Trabajo de grado - Pregrado
Identificación de la proteína SUMO en trofozoítos de Entamoeba Histolytica y su participación en la eritrofagocitosis
Registro en:
T. 17. 18 S688i
Autor
Sotto Ortega, Izaid José
Institución
Resumen
130 p. Cd. RESUMEN
Titulo: Identificación de la proteína SUMO en trofozoítos de Entamoeba histolytica y su participación en la eritrofagocitosis
Autor: Izaid José Sotto Ortega
Palabras clave: Entamoeba histolytica; SUMO; vía de SUMOilación; modificaciones postraduccionales, eritrofagocitosis, producción de anticuerpos.
Descripción:
Las modificaciones postraduccionales (MPT) poseen un papel importante implicado en una variedad de procesos celulares, especialmente en la regulación de proteínas.
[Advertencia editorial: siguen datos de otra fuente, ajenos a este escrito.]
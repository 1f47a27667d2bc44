// Signer backends: a local ed25519 private key file and a remote HTTP
// signer addressed as `url@pkh`.

use std::path::Path;
use std::sync::Arc;

use async_trait::async_trait;
use blake2::digest::{Update, VariableOutput};
use blake2::Blake2bVar;
use ed25519_dalek::{Signer as _, SigningKey};

use bakerpay_core::address::{Address, AddressKind};
use bakerpay_core::engines::SignerEngine;
use bakerpay_core::enums::WalletMode;
use bakerpay_core::error::{PayoutError, Result};
use bakerpay_core::ops::Operation;

pub const PRIVATE_KEY_FILE: &str = "payout_wallet.key";
pub const REMOTE_SPECS_FILE: &str = "remote_signer.toml";

/// Base58check prefixes of the ed25519 key material.
const PREFIX_SEED: [u8; 4] = [13, 15, 58, 7]; // edsk (seed form)
const PREFIX_PUBLIC_KEY: [u8; 4] = [13, 15, 37, 217]; // edpk
const PREFIX_SIGNATURE: [u8; 5] = [9, 245, 205, 134, 18]; // edsig

fn blake2b(data: &[u8], out_len: usize) -> Vec<u8> {
    let mut hasher = Blake2bVar::new(out_len).expect("valid blake2b length");
    hasher.update(data);
    let mut out = vec![0u8; out_len];
    hasher
        .finalize_variable(&mut out)
        .expect("matching output length");
    out
}

fn b58check(prefix: &[u8], payload: &[u8]) -> String {
    let mut raw = Vec::with_capacity(prefix.len() + payload.len());
    raw.extend_from_slice(prefix);
    raw.extend_from_slice(payload);
    bs58::encode(raw).with_check().into_string()
}

fn address_of_public_key(public_key: &[u8]) -> Address {
    let digest = blake2b(public_key, 20);
    let mut payload = [0u8; 20];
    payload.copy_from_slice(&digest);
    Address::from_payload(AddressKind::Tz1, &payload)
}

/// Digest covered by the operation signature.
fn signing_digest(op: &Operation) -> Vec<u8> {
    blake2b(&op.to_signing_bytes(), 32)
}

pub struct InMemorySigner {
    key: SigningKey,
    address: Address,
    public_key: String,
}

impl InMemorySigner {
    /// Accepts a base58check seed ("edsk...") or a 64-char hex seed.
    pub fn from_key(raw: &str) -> Result<InMemorySigner> {
        let raw = raw.trim();
        let seed: [u8; 32] = if raw.starts_with("edsk") {
            let bytes = bs58::decode(raw)
                .with_check(None)
                .into_vec()
                .map_err(|e| PayoutError::Signer(format!("invalid private key: {}", e)))?;
            if bytes.len() != 4 + 32 || bytes[..4] != PREFIX_SEED {
                return Err(PayoutError::Signer(
                    "private key is not an ed25519 seed".to_string(),
                ));
            }
            bytes[4..].try_into().expect("length checked")
        } else {
            let bytes = hex::decode(raw)
                .map_err(|e| PayoutError::Signer(format!("invalid private key hex: {}", e)))?;
            bytes
                .try_into()
                .map_err(|_| PayoutError::Signer("hex seed must be 32 bytes".to_string()))?
        };
        let key = SigningKey::from_bytes(&seed);
        let verifying = key.verifying_key();
        Ok(InMemorySigner {
            address: address_of_public_key(verifying.as_bytes()),
            public_key: b58check(&PREFIX_PUBLIC_KEY, verifying.as_bytes()),
            key,
        })
    }
}

#[async_trait]
impl SignerEngine for InMemorySigner {
    fn pkh(&self) -> Address {
        self.address.clone()
    }

    fn public_key(&self) -> String {
        self.public_key.clone()
    }

    async fn sign(&self, op: &mut Operation) -> Result<()> {
        let signature = self.key.sign(&signing_digest(op));
        op.signature = Some(b58check(&PREFIX_SIGNATURE, &signature.to_bytes()));
        Ok(())
    }
}

pub struct RemoteSigner {
    url: String,
    address: Address,
    public_key: String,
    http: reqwest::Client,
}

impl RemoteSigner {
    /// Connects to the signer and resolves the key's public part.
    pub async fn connect(url: &str, pkh: &str) -> Result<RemoteSigner> {
        let address = Address::parse(pkh)
            .map_err(|e| PayoutError::Signer(format!("invalid signer pkh '{}': {}", pkh, e)))?;
        let url = url.trim_end_matches('/').to_string();
        let http = reqwest::Client::new();
        let response = http
            .get(format!("{}/keys/{}", url, address))
            .send()
            .await
            .map_err(|e| PayoutError::Signer(format!("remote signer unreachable: {}", e)))?;
        if !response.status().is_success() {
            return Err(PayoutError::Signer(format!(
                "remote signer returned {}",
                response.status()
            )));
        }
        let body: serde_json::Value = response
            .json()
            .await
            .map_err(|e| PayoutError::Signer(format!("malformed signer response: {}", e)))?;
        let public_key = body["public_key"]
            .as_str()
            .ok_or_else(|| PayoutError::Signer("signer returned no public key".to_string()))?
            .to_string();
        Ok(RemoteSigner {
            url,
            address,
            public_key,
            http,
        })
    }
}

#[async_trait]
impl SignerEngine for RemoteSigner {
    fn pkh(&self) -> Address {
        self.address.clone()
    }

    fn public_key(&self) -> String {
        self.public_key.clone()
    }

    async fn sign(&self, op: &mut Operation) -> Result<()> {
        let payload = hex::encode(signing_digest(op));
        let response = self
            .http
            .post(format!("{}/keys/{}", self.url, self.address))
            .json(&serde_json::json!(payload))
            .send()
            .await
            .map_err(|e| PayoutError::Signer(format!("remote signing failed: {}", e)))?;
        if !response.status().is_success() {
            return Err(PayoutError::Signer(format!(
                "remote signer refused to sign: {}",
                response.status()
            )));
        }
        let body: serde_json::Value = response
            .json()
            .await
            .map_err(|e| PayoutError::Signer(format!("malformed signer response: {}", e)))?;
        let signature = body["signature"]
            .as_str()
            .ok_or_else(|| PayoutError::Signer("signer returned no signature".to_string()))?;
        op.signature = Some(signature.to_string());
        Ok(())
    }
}

/// Load the signer per wallet mode, or from an explicit spec string
/// (`key:<private key>` or `remote:<url>@<pkh>`).
pub async fn load_signer(
    wallet_mode: WalletMode,
    workdir: &Path,
    spec_override: Option<&str>,
) -> Result<Arc<dyn SignerEngine>> {
    if let Some(spec) = spec_override {
        return load_signer_from_spec(spec).await;
    }
    match wallet_mode {
        WalletMode::LocalPrivateKey => {
            let path = workdir.join(PRIVATE_KEY_FILE);
            log::debug!("loading private key from '{}'", path.display());
            let raw = std::fs::read_to_string(&path).map_err(|e| {
                PayoutError::Signer(format!("failed to read '{}': {}", path.display(), e))
            })?;
            Ok(Arc::new(InMemorySigner::from_key(&raw)?))
        }
        WalletMode::RemoteSigner => {
            let path = workdir.join(REMOTE_SPECS_FILE);
            log::debug!("loading remote signer specs from '{}'", path.display());
            let raw = std::fs::read_to_string(&path).map_err(|e| {
                PayoutError::Signer(format!("failed to read '{}': {}", path.display(), e))
            })?;
            #[derive(serde::Deserialize)]
            struct RemoteSpecs {
                url: String,
                pkh: String,
            }
            let specs: RemoteSpecs = toml::from_str(&raw)
                .map_err(|e| PayoutError::Signer(format!("invalid remote specs: {}", e)))?;
            Ok(Arc::new(RemoteSigner::connect(&specs.url, &specs.pkh).await?))
        }
    }
}

pub async fn load_signer_from_spec(spec: &str) -> Result<Arc<dyn SignerEngine>> {
    if let Some(key) = spec.strip_prefix("key:") {
        return Ok(Arc::new(InMemorySigner::from_key(key)?));
    }
    if let Some(remote) = spec.strip_prefix("remote:") {
        let (url, pkh) = remote.split_once('@').ok_or_else(|| {
            PayoutError::Signer(format!("invalid remote specs '{}' (expected url@pkh)", remote))
        })?;
        return Ok(Arc::new(RemoteSigner::connect(url, pkh).await?));
    }
    Err(PayoutError::Signer(format!(
        "invalid payout wallet specification: '{}'",
        spec
    )))
}

#[cfg(test)]
mod tests {
    use super::*;
    use ed25519_dalek::Verifier;

    const SEED_HEX: &str = "9d61b19deffd5a60ba844af492ec2cc44449c5697b326919703bac031cae7f60";

    #[tokio::test]
    async fn test_sign_and_verify_roundtrip() {
        let signer = InMemorySigner::from_key(SEED_HEX).unwrap();
        let mut op = Operation::new().with_source(signer.pkh());
        signer.sign(&mut op).await.unwrap();

        let encoded = op.signature.clone().unwrap();
        assert!(encoded.starts_with("edsig"), "got {}", encoded);
        let raw = bs58::decode(&encoded).with_check(None).into_vec().unwrap();
        let sig_bytes: [u8; 64] = raw[5..].try_into().unwrap();
        let signature = ed25519_dalek::Signature::from_bytes(&sig_bytes);

        let key = SigningKey::from_bytes(&hex::decode(SEED_HEX).unwrap().try_into().unwrap());
        key.verifying_key()
            .verify(&signing_digest(&op), &signature)
            .unwrap();
    }

    #[test]
    fn test_pkh_is_stable_and_valid() {
        let a = InMemorySigner::from_key(SEED_HEX).unwrap();
        let b = InMemorySigner::from_key(SEED_HEX).unwrap();
        assert_eq!(a.pkh(), b.pkh());
        assert!(a.pkh().as_str().starts_with("tz1"));
        assert!(Address::parse(a.pkh().as_str()).is_ok());
    }

    #[test]
    fn test_public_key_encoding() {
        let signer = InMemorySigner::from_key(SEED_HEX).unwrap();
        assert!(signer.public_key().starts_with("edpk"));
    }

    #[test]
    fn test_edsk_roundtrip() {
        let seed: [u8; 32] = hex::decode(SEED_HEX).unwrap().try_into().unwrap();
        let edsk = b58check(&PREFIX_SEED, &seed);
        assert!(edsk.starts_with("edsk"), "got {}", edsk);
        let from_edsk = InMemorySigner::from_key(&edsk).unwrap();
        let from_hex = InMemorySigner::from_key(SEED_HEX).unwrap();
        assert_eq!(from_edsk.pkh(), from_hex.pkh());
    }

    #[test]
    fn test_reject_bad_keys() {
        assert!(InMemorySigner::from_key("not-a-key").is_err());
        assert!(InMemorySigner::from_key("deadbeef").is_err());
    }

    #[tokio::test]
    async fn test_spec_parsing() {
        assert!(load_signer_from_spec(&format!("key:{}", SEED_HEX))
            .await
            .is_ok());
        assert!(load_signer_from_spec("remote:no-at-sign").await.is_err());
        assert!(load_signer_from_spec("bogus").await.is_err());
    }
}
La SUMOilación pertenece a este tipo de MPT. Este mecanismo es altamente conservado en eucariontes, además es un proceso rápido y reversible. A pesar de su importancia, la SUMOilación no está totalmente detallada en el protozoario E. histolytica. El objetivo de este estudio fue Identificar la proteína SUMO en trofozoítos de E. histolytica, así como su participación en la eritrofagocitosis.
El análisis in silico demostró la presencia de un solo gen que codifica a la proteína SUMO de la amiba, la cual, posee dos dominios necesarios para la SUMOilación y en su secuencia aminoacídica un motivo consenso ψKXE que le permitiría formar cadenas estables de SUMO, interesantemente, estas cadenas pueden interaccionar con una clase de ubiquitina ligasa E3 dirigida a SUMO (STUbl) para ser reconocida por ubiquitina, y así llevar la proteína diana poliSUMOilada a degradación proteosomal. Además, se compararon las estructuras terciarias de SUMO de E. histolytica con las de sus ortólogos en H. sapiens la isoforma 1 y 2, G. lamblia y S. cerevisiae. Por otro lado, se generaron anticuerpos específicos contra la proteína EhSUMO; se encontró por medio de ensayos de Western blot (WB) de extractos totales de proteínas de amibas la presencia de una serie de proteínas SUMOiladas en un rango entre 25 a >100 kDa, y SUMO de forma libre 17 kDa.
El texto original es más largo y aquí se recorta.